さくら「でも・・夏休みの間は八女市ですごすことになってる」

妖精に導かれ、さくらは茶畑の神様に会いに行く。
神様はさくらを優しく抱きしめた。
神様「どうして戻ってきてしまったんだ、愛しい八女の子よ」

神様によると、特別なお茶が盗まれていたというのだ。
そのお茶は南北朝時代に戦死した人々の魂を鎮めるために必要なものだった。
そして八女の子供たちには産まれた時にそのお茶が振舞われ、その生涯を守った。
お茶が飲めなかった者は死者たちの影響を強くうけてしまうのだ。

「だが、八女の子よ。お前と母が力を合わせれば、そのお茶を取り返せるかもしれない」
お茶はさくらの母に振舞われる時に盗まれた。
さくらの母は飲めなかった八女茶の匂いを強く記憶しているのだ。

夜、神様から授けられた茶葉を、さくらは眠っている母の頭にそっと乗せた。すると、母はお茶の精霊となり、初めてクリアに見える八女の風景に驚き、感動して飛び回った。
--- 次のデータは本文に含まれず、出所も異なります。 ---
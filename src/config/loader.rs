use std::path::{Path, PathBuf};

use log::debug;
use serde::de::DeserializeOwned;
use serde_yaml::{Mapping, Value};

use crate::config::model::{
    Credentials, FeedConfig, FeedSpec, RailcronConfig, Settings,
};
use crate::core::error::{Error, Result};
use crate::feeds::Family;

pub const CONFIG_ENV: &str = "RAILCRON_CFG";
pub const CONFIG_FILE: &str = "railcron.yml";

const SETTINGS_KEY: &str = "settings";
const CREDENTIAL_SECTIONS: [&str; 2] = ["nrdatafeeds", "opendata"];
const CREDENTIAL_FIELDS: [&str; 2] = ["username", "password"];

/// `explicit`, or `railcron.yml` in `$RAILCRON_CFG` (default `.`).
pub fn config_path(explicit: Option<&Path>) -> PathBuf {
    match explicit {
        Some(path) => path.to_path_buf(),
        None => {
            let dir = std::env::var_os(CONFIG_ENV)
                .map(PathBuf::from)
                .unwrap_or_else(|| PathBuf::from("."));
            dir.join(CONFIG_FILE)
        }
    }
}

pub fn load(path: &Path) -> Result<RailcronConfig> {
    let text = std::fs::read_to_string(path)
        .map_err(|err| Error::config(format!("cannot read {}: {err}", path.display())))?;
    parse(&text)
}

pub fn parse(text: &str) -> Result<RailcronConfig> {
    let root: Value = serde_yaml::from_str(text)?;
    let Value::Mapping(root) = root else {
        return Err(Error::config("top level of the config must be a mapping"));
    };

    let settings: Settings = section(&root, SETTINGS_KEY)?.unwrap_or_default();
    let mut credentials = Vec::new();
    for name in CREDENTIAL_SECTIONS {
        let creds: Credentials = section(&root, name)?.unwrap_or_default();
        credentials.push((name, creds));
    }

    let mut feeds = Vec::new();
    for (key, value) in &root {
        let Some(name) = key.as_str() else {
            return Err(Error::config(format!("non-string top-level key: {key:?}")));
        };
        if name == SETTINGS_KEY || CREDENTIAL_SECTIONS.contains(&name) {
            continue;
        }
        let mut value = value.clone();
        substitute_credentials(&mut value, &credentials);
        let spec = match Family::from_feed_name(name)? {
            Family::A51 => FeedSpec::A51(feed_section(name, value)?),
            Family::Nrdp => FeedSpec::Nrdp(feed_section(name, value)?),
            Family::Hda => FeedSpec::Hda(feed_section(name, value)?),
            Family::Opendata => FeedSpec::Opendata(feed_section(name, value)?),
            Family::Datafeeds => FeedSpec::Datafeeds(feed_section(name, value)?),
        };
        debug!("config: feed {name} ({})", spec.family());
        feeds.push(FeedConfig {
            name: name.to_string(),
            spec,
        });
    }

    let config = RailcronConfig { settings, feeds };
    config.validate()?;
    Ok(config)
}

fn section<T: DeserializeOwned>(root: &Mapping, key: &str) -> Result<Option<T>> {
    match root.get(key) {
        None | Some(Value::Null) => Ok(None),
        Some(value) => serde_yaml::from_value(value.clone())
            .map(Some)
            .map_err(|err| Error::config(format!("section {key}: {err}"))),
    }
}

fn feed_section<T: DeserializeOwned>(name: &str, value: Value) -> Result<T> {
    serde_yaml::from_value(value).map_err(|err| Error::config(format!("feed {name}: {err}")))
}

/// Replaces `{section}__{field}` tokens in a feed's `username` and
/// `password` with the account values.
fn substitute_credentials(feed: &mut Value, credentials: &[(&str, Credentials)]) {
    let Value::Mapping(feed) = feed else {
        return;
    };
    for field in CREDENTIAL_FIELDS {
        let Some(Value::String(current)) = feed.get_mut(field) else {
            continue;
        };
        for (section, creds) in credentials {
            let token = format!("{section}__{field}");
            let replacement = match field {
                "username" => &creds.username,
                _ => &creds.password,
            };
            if current.contains(&token) {
                *current = current.replace(&token, replacement);
            }
        }
    }
}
さくら「お母さん、昔嗅いだお茶の香りをたどってみて」

その香りを頼りに、さくらは母と黒猫(お茶の神様)と共に冒険を始める。
様々な場所を通って地底の国へたどり着いた。
そこでは一人の女性が赤ん坊にお茶を飲ませていた。

女「許してください。私たちはこのお茶しか飲むことができないのです」
猫になっている茶の神が話しかける。「そのお茶はお前たちのために作ったものだが、この親子にも必要なのだよ」

女が抱いている赤ん坊が口を開いた。「私は死んだ時、まだ赤ん坊でしたが、もう20年以上ここにいます。母さまが私を愛してくれたように、私も母さまを愛しています。そして、この子も母親を愛しているのです。母様この子にお茶を返してあげて下さい」

女性は涙を浮かべながら、茶葉を返してくれた。

女の前にあったお茶が宙に浮き、見えない何かに飲まれると、一人の男性が現れた。
彼は女性の夫で、妻と子を迎えに来たのだ。
三人は光の粒となり、空へと消えていった。

帰り道、さくらの母はぐずり始めた。
「人間に戻りたくない。八女の景色が見えなくなる。さくらの顔をもっと見たい」
朝になったら茶葉の魔法はとけ、人間に戻ってしまうのだ。

さくら「違うよ、お母さん。このお茶を飲んだら、お母さんの眼は治るんだよ!信じて!」

猫から人型に戻った茶の神が、精霊化しているさくらの母を優しくなでた。「辛い思いをさせてしまった。どうか信じて欲しい。さくらは、お前の眼を治すために頑張ったんだよ」

夜明け。朝日に照らされ、魔法が解け、母は人間に戻った。彼女の目には、静かに涙が流れていた。

「おばあちゃん、お茶を淹れて!」さくらが祖母を起こした。
母は不安げに懐かしそうにお茶の香りを嗅ぎ、ゆっくりと飲んだ。
「あぁ…この香り」
少しずつ、ぼやけていた景色がクリアになっていく。

――母の瞳に映る家族の顔。八女の茶畑。
その風景は、これからの新しい物語を映し出していた。